Czy coś było na rzeczy, trudno ocenić, choć jeden z pracowników podobno już pożegnał się z pracą, a dyrektor basenu grozi, że pozwie radną za pomówienia. Tak naprawdę chodzi o otoczkę całej historii, bo w ostatnich dniach w Nowym Targu podobno o niczym innym się nie mówi.

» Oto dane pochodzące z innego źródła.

//! In-process backend with no display.
//!
//! Windows are plain records. A [`HeadlessController`] shared with the
//! backend scripts platform events, fakes resizes and allocation failures,
//! and reads back presented frames and the handle ledger.

use std::cell::RefCell;
use std::collections::HashMap;
use std::rc::Rc;

use crate::config::WindowConfig;
use crate::core::events::{EventQueue, PlatformEvent, WindowKey};
use crate::core::extent::ClientSize;
use crate::core::icon::WindowIcon;
use crate::error::{SessionError, SessionResult};
use crate::traits::{Backend, GraphicsContext, NativeWindow, PresentSurface};

/// Height of the fake title bar between window and client origin
pub const TITLE_BAR_HEIGHT: i32 = 30;

/// Kind of platform handle tracked by the ledger
#[derive(Debug, Clone, Copy, PartialEq, Eq, Hash)]
pub enum HandleKind {
    Window,
    Context,
    ContextSurface,
    BackbufferSurface,
}

/// Live handle counts plus the order handles were released in
#[derive(Debug, Clone, Default)]
pub struct HandleLedger {
    live: HashMap<HandleKind, usize>,
    releases: Vec<(WindowKey, HandleKind)>,
}

impl HandleLedger {
    pub fn live(&self, kind: HandleKind) -> usize {
        self.live.get(&kind).copied().unwrap_or(0)
    }

    pub fn total_live(&self) -> usize {
        self.live.values().sum()
    }

    pub fn releases(&self) -> &[(WindowKey, HandleKind)] {
        &self.releases
    }

    /// Release order for one window
    pub fn releases_for(&self, key: WindowKey) -> Vec<HandleKind> {
        self.releases
            .iter()
            .filter(|(k, _)| *k == key)
            .map(|&(_, kind)| kind)
            .collect()
    }

    fn acquire(&mut self, kind: HandleKind) {
        *self.live.entry(kind).or_insert(0) += 1;
    }

    fn release(&mut self, key: WindowKey, kind: HandleKind) {
        if let Some(count) = self.live.get_mut(&kind) {
            *count = count.saturating_sub(1);
        }
        self.releases.push((key, kind));
    }
}

/// Observable state of one headless window
#[derive(Debug, Clone, PartialEq)]
pub struct HeadlessWindowState {
    pub size: ClientSize,
    pub position: (i32, i32),
    pub title: String,
    pub decorated: bool,
    pub minimized: bool,
    pub maximized: bool,
    pub cursor_visible: bool,
    pub icon_size: Option<(u32, u32)>,
}

/// A frame handed to a backbuffer surface
#[derive(Debug, Clone, PartialEq)]
pub struct PresentedFrame {
    pub window: WindowKey,
    pub size: ClientSize,
    pub pixels: Vec<u32>,
}

#[derive(Debug, Default)]
struct Shared {
    next_key: u64,
    windows: HashMap<WindowKey, HeadlessWindowState>,
    pending: Vec<(WindowKey, PlatformEvent)>,
    ledger: HandleLedger,
    refresh_rate: Option<u32>,
    fail_surfaces: bool,
    fail_contexts: bool,
    extensions: Vec<String>,
    frames: Vec<PresentedFrame>,
    swaps: HashMap<WindowKey, Vec<u32>>,
}

/// Backend that never touches the OS
#[derive(Debug, Default)]
pub struct HeadlessBackend {
    shared: Rc<RefCell<Shared>>,
}

impl HeadlessBackend {
    pub fn new() -> Self {
        Self::default()
    }

    /// Handle for scripting this backend from test code
    pub fn controller(&self) -> HeadlessController {
        HeadlessController {
            shared: self.shared.clone(),
        }
    }
}

impl Backend for HeadlessBackend {
    type Window = HeadlessWindow;

    fn create_window(&mut self, config: &WindowConfig) -> SessionResult<HeadlessWindow> {
        if config.width == 0 || config.height == 0 {
            return Err(SessionError::WindowCreation(format!(
                "{}x{} has no client area",
                config.width, config.height
            )));
        }

        let mut shared = self.shared.borrow_mut();
        shared.next_key += 1;
        let key = WindowKey(shared.next_key);
        shared.windows.insert(
            key,
            HeadlessWindowState {
                size: ClientSize::new(config.width, config.height),
                position: (0, 0),
                title: config.title.clone(),
                decorated: !config.hints.custom_title_bar,
                minimized: false,
                maximized: config.hints.maximized,
                cursor_visible: true,
                icon_size: None,
            },
        );
        shared.ledger.acquire(HandleKind::Window);

        Ok(HeadlessWindow {
            key,
            shared: self.shared.clone(),
        })
    }

    fn pump_events(&mut self, queue: &mut EventQueue) {
        let pending = std::mem::take(&mut self.shared.borrow_mut().pending);
        for (key, event) in pending {
            queue.push(key, event);
        }
    }
}

/// Scripting handle shared with a [`HeadlessBackend`]
#[derive(Debug, Clone)]
pub struct HeadlessController {
    shared: Rc<RefCell<Shared>>,
}

impl HeadlessController {
    /// Queue a raw event for the next pump
    pub fn push_event(&self, key: WindowKey, event: PlatformEvent) {
        self.shared.borrow_mut().pending.push((key, event));
    }

    /// Change the client size and queue the matching resize event
    pub fn resize(&self, key: WindowKey, size: ClientSize) {
        let mut shared = self.shared.borrow_mut();
        if let Some(window) = shared.windows.get_mut(&key) {
            window.size = size;
        }
        shared.pending.push((key, PlatformEvent::Resized(size)));
    }

    pub fn request_close(&self, key: WindowKey) {
        self.push_event(key, PlatformEvent::Close);
    }

    pub fn set_refresh_rate(&self, hz: Option<u32>) {
        self.shared.borrow_mut().refresh_rate = hz;
    }

    /// Make every later backbuffer surface allocation fail
    pub fn fail_surface_allocations(&self, fail: bool) {
        self.shared.borrow_mut().fail_surfaces = fail;
    }

    pub fn fail_context_creation(&self, fail: bool) {
        self.shared.borrow_mut().fail_contexts = fail;
    }

    pub fn add_extension(&self, name: &str) {
        self.shared.borrow_mut().extensions.push(name.to_string());
    }

    pub fn window(&self, key: WindowKey) -> Option<HeadlessWindowState> {
        self.shared.borrow().windows.get(&key).cloned()
    }

    pub fn ledger(&self) -> HandleLedger {
        self.shared.borrow().ledger.clone()
    }

    pub fn frames(&self) -> Vec<PresentedFrame> {
        self.shared.borrow().frames.clone()
    }

    pub fn take_frames(&self) -> Vec<PresentedFrame> {
        std::mem::take(&mut self.shared.borrow_mut().frames)
    }

    /// Swap intervals passed to each `swap_buffers` on `key`
    pub fn swaps(&self, key: WindowKey) -> Vec<u32> {
        self.shared
            .borrow()
            .swaps
            .get(&key)
            .cloned()
            .unwrap_or_default()
    }
}

/// Headless window record
#[derive(Debug)]
pub struct HeadlessWindow {
    key: WindowKey,
    shared: Rc<RefCell<Shared>>,
}

impl HeadlessWindow {
    fn with_state<R>(&self, f: impl FnOnce(&HeadlessWindowState) -> R) -> Option<R> {
        self.shared.borrow().windows.get(&self.key).map(f)
    }

    fn update(&self, f: impl FnOnce(&mut HeadlessWindowState)) {
        if let Some(state) = self.shared.borrow_mut().windows.get_mut(&self.key) {
            f(state);
        }
    }
}

impl NativeWindow for HeadlessWindow {
    type Surface = HeadlessSurface;
    type Context = HeadlessContext;

    fn key(&self) -> WindowKey {
        self.key
    }

    fn client_size(&self) -> ClientSize {
        self.with_state(|s| s.size).unwrap_or_default()
    }

    fn position(&self) -> (i32, i32) {
        self.with_state(|s| s.position).unwrap_or_default()
    }

    fn set_position(&mut self, x: i32, y: i32) {
        self.update(|s| s.position = (x, y));
    }

    fn client_origin(&self) -> (i32, i32) {
        self.with_state(|s| {
            let bar = if s.decorated { TITLE_BAR_HEIGHT } else { 0 };
            (s.position.0, s.position.1 + bar)
        })
        .unwrap_or_default()
    }

    fn refresh_rate_hz(&self) -> Option<u32> {
        self.shared.borrow().refresh_rate
    }

    fn set_title(&mut self, title: &str) {
        self.update(|s| s.title = title.to_string());
    }

    fn set_icon(&mut self, icon: WindowIcon) -> SessionResult<()> {
        self.update(|s| s.icon_size = Some((icon.width, icon.height)));
        Ok(())
    }

    fn set_decorations(&mut self, decorated: bool) {
        self.update(|s| s.decorated = decorated);
    }

    fn set_cursor_position(&mut self, x: f64, y: f64) -> bool {
        // The platform answers a warp with a regular move event
        self.shared
            .borrow_mut()
            .pending
            .push((self.key, PlatformEvent::CursorMoved { x, y }));
        true
    }

    fn set_cursor_visible(&mut self, visible: bool) {
        self.update(|s| s.cursor_visible = visible);
    }

    fn set_minimized(&mut self, minimized: bool) {
        self.update(|s| s.minimized = minimized);
    }

    fn set_maximized(&mut self, maximized: bool) {
        self.update(|s| s.maximized = maximized);
    }

    fn create_context(&mut self, _config: &WindowConfig) -> SessionResult<HeadlessContext> {
        let mut shared = self.shared.borrow_mut();
        if shared.fail_contexts {
            return Err(SessionError::GraphicsContext("no adapter".to_string()));
        }
        shared.ledger.acquire(HandleKind::ContextSurface);
        shared.ledger.acquire(HandleKind::Context);

        Ok(HeadlessContext {
            key: self.key,
            shared: self.shared.clone(),
            device: true,
            surface: true,
            current: false,
        })
    }

    fn create_surface(&mut self, size: ClientSize) -> Option<HeadlessSurface> {
        let mut shared = self.shared.borrow_mut();
        if shared.fail_surfaces || size.is_empty() {
            return None;
        }
        shared.ledger.acquire(HandleKind::BackbufferSurface);

        Some(HeadlessSurface {
            key: self.key,
            shared: self.shared.clone(),
        })
    }

    fn destroy(self) {
        let mut shared = self.shared.borrow_mut();
        shared.windows.remove(&self.key);
        shared.ledger.release(self.key, HandleKind::Window);
    }
}

/// Backbuffer surface that records every frame it is given
#[derive(Debug)]
pub struct HeadlessSurface {
    key: WindowKey,
    shared: Rc<RefCell<Shared>>,
}

impl PresentSurface for HeadlessSurface {
    fn present(&mut self, pixels: &[u32], size: ClientSize) -> bool {
        if pixels.len() != size.pixel_count() {
            return false;
        }
        self.shared.borrow_mut().frames.push(PresentedFrame {
            window: self.key,
            size,
            pixels: pixels.to_vec(),
        });
        true
    }
}

impl Drop for HeadlessSurface {
    fn drop(&mut self) {
        self.shared
            .borrow_mut()
            .ledger
            .release(self.key, HandleKind::BackbufferSurface);
    }
}

/// Stand-in hardware context
#[derive(Debug)]
pub struct HeadlessContext {
    key: WindowKey,
    shared: Rc<RefCell<Shared>>,
    device: bool,
    surface: bool,
    current: bool,
}

impl GraphicsContext for HeadlessContext {
    fn make_current(&mut self, size: ClientSize) -> bool {
        self.current = self.device && self.surface && !size.is_empty();
        self.current
    }

    fn is_current(&self) -> bool {
        self.current
    }

    fn swap_buffers(&mut self, interval: u32) -> bool {
        if !self.current {
            return false;
        }
        self.shared
            .borrow_mut()
            .swaps
            .entry(self.key)
            .or_default()
            .push(interval);
        true
    }

    fn extension_supported(&self, name: &str) -> bool {
        self.device && self.shared.borrow().extensions.iter().any(|e| e == name)
    }

    fn resize(&mut self, _size: ClientSize) {}

    fn detach(&mut self) {
        self.current = false;
        if std::mem::take(&mut self.device) {
            self.shared
                .borrow_mut()
                .ledger
                .release(self.key, HandleKind::Context);
        }
    }

    fn release_surface(&mut self) {
        if std::mem::take(&mut self.surface) {
            self.shared
                .borrow_mut()
                .ledger
                .release(self.key, HandleKind::ContextSurface);
        }
    }
}

impl Drop for HeadlessContext {
    fn drop(&mut self) {
        self.detach();
        self.release_surface();
    }
}

#[cfg(test)]
mod tests {
    use super::*;

    #[test]
    fn test_window_lifecycle_updates_ledger() {
        let mut backend = HeadlessBackend::new();
        let controller = backend.controller();

        let window = backend.create_window(&WindowConfig::new(320, 200, "t")).unwrap();
        assert_eq!(controller.ledger().live(HandleKind::Window), 1);
        assert_eq!(window.client_size(), ClientSize::new(320, 200));

        let key = window.key();
        window.destroy();
        let ledger = controller.ledger();
        assert_eq!(ledger.total_live(), 0);
        assert_eq!(ledger.releases_for(key), vec![HandleKind::Window]);
    }

    #[test]
    fn test_zero_sized_window_is_rejected() {
        let mut backend = HeadlessBackend::new();
        assert!(matches!(
            backend.create_window(&WindowConfig::new(0, 100, "t")),
            Err(SessionError::WindowCreation(_))
        ));
    }

    #[test]
    fn test_pump_moves_pending_events_in_order() {
        let mut backend = HeadlessBackend::new();
        let controller = backend.controller();
        let window = backend.create_window(&WindowConfig::default()).unwrap();

        controller.resize(window.key(), ClientSize::new(10, 10));
        controller.request_close(window.key());

        let mut queue = EventQueue::new();
        backend.pump_events(&mut queue);
        let events: Vec<_> = queue.drain().map(|(_, e)| e).collect();
        assert_eq!(
            events,
            vec![
                PlatformEvent::Resized(ClientSize::new(10, 10)),
                PlatformEvent::Close
            ]
        );
        assert_eq!(window.client_size(), ClientSize::new(10, 10));
    }

    #[test]
    fn test_context_teardown_is_idempotent() {
        let mut backend = HeadlessBackend::new();
        let controller = backend.controller();
        let mut window = backend.create_window(&WindowConfig::default()).unwrap();

        let mut context = window.create_context(&WindowConfig::default()).unwrap();
        assert!(context.make_current(window.client_size()));
        context.detach();
        context.detach();
        context.release_surface();
        drop(context);

        let ledger = controller.ledger();
        assert_eq!(ledger.live(HandleKind::Context), 0);
        assert_eq!(ledger.live(HandleKind::ContextSurface), 0);
        assert_eq!(
            ledger.releases_for(window.key()),
            vec![HandleKind::Context, HandleKind::ContextSurface]
        );
    }

    #[test]
    fn test_client_origin_accounts_for_title_bar() {
        let mut backend = HeadlessBackend::new();
        let mut window = backend.create_window(&WindowConfig::default()).unwrap();
        window.set_position(100, 50);
        assert_eq!(window.client_origin(), (100, 50 + TITLE_BAR_HEIGHT));

        window.set_decorations(false);
        assert_eq!(window.client_origin(), (100, 50));
    }
}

Oto relacja radnej z rzekomej seksafery przekazana "Gazecie Krakowskiej" : "Miał się tego dopuścić jeden z pracowników pływalni oraz pracownica firmy sprzątającej obiekt. Po co o tym mówię? Uważam, że ludzie powinni wiedzieć. Wiele osób kąpie się w tej wodzie, a nie mają świadomości, co może tam teraz pływać".
Oburzona radna Bogusława Korwin mówiła o tym również podczas sesji w urzędzie. Zapowiedziała też, że sama do basenu z plemnikami nie wejdzie. "Dla mnie to nie do przyjęcia. Ja sama nie zamierzam teraz chodzić na basen, mimo że mam wykupiony karnet – mówiła.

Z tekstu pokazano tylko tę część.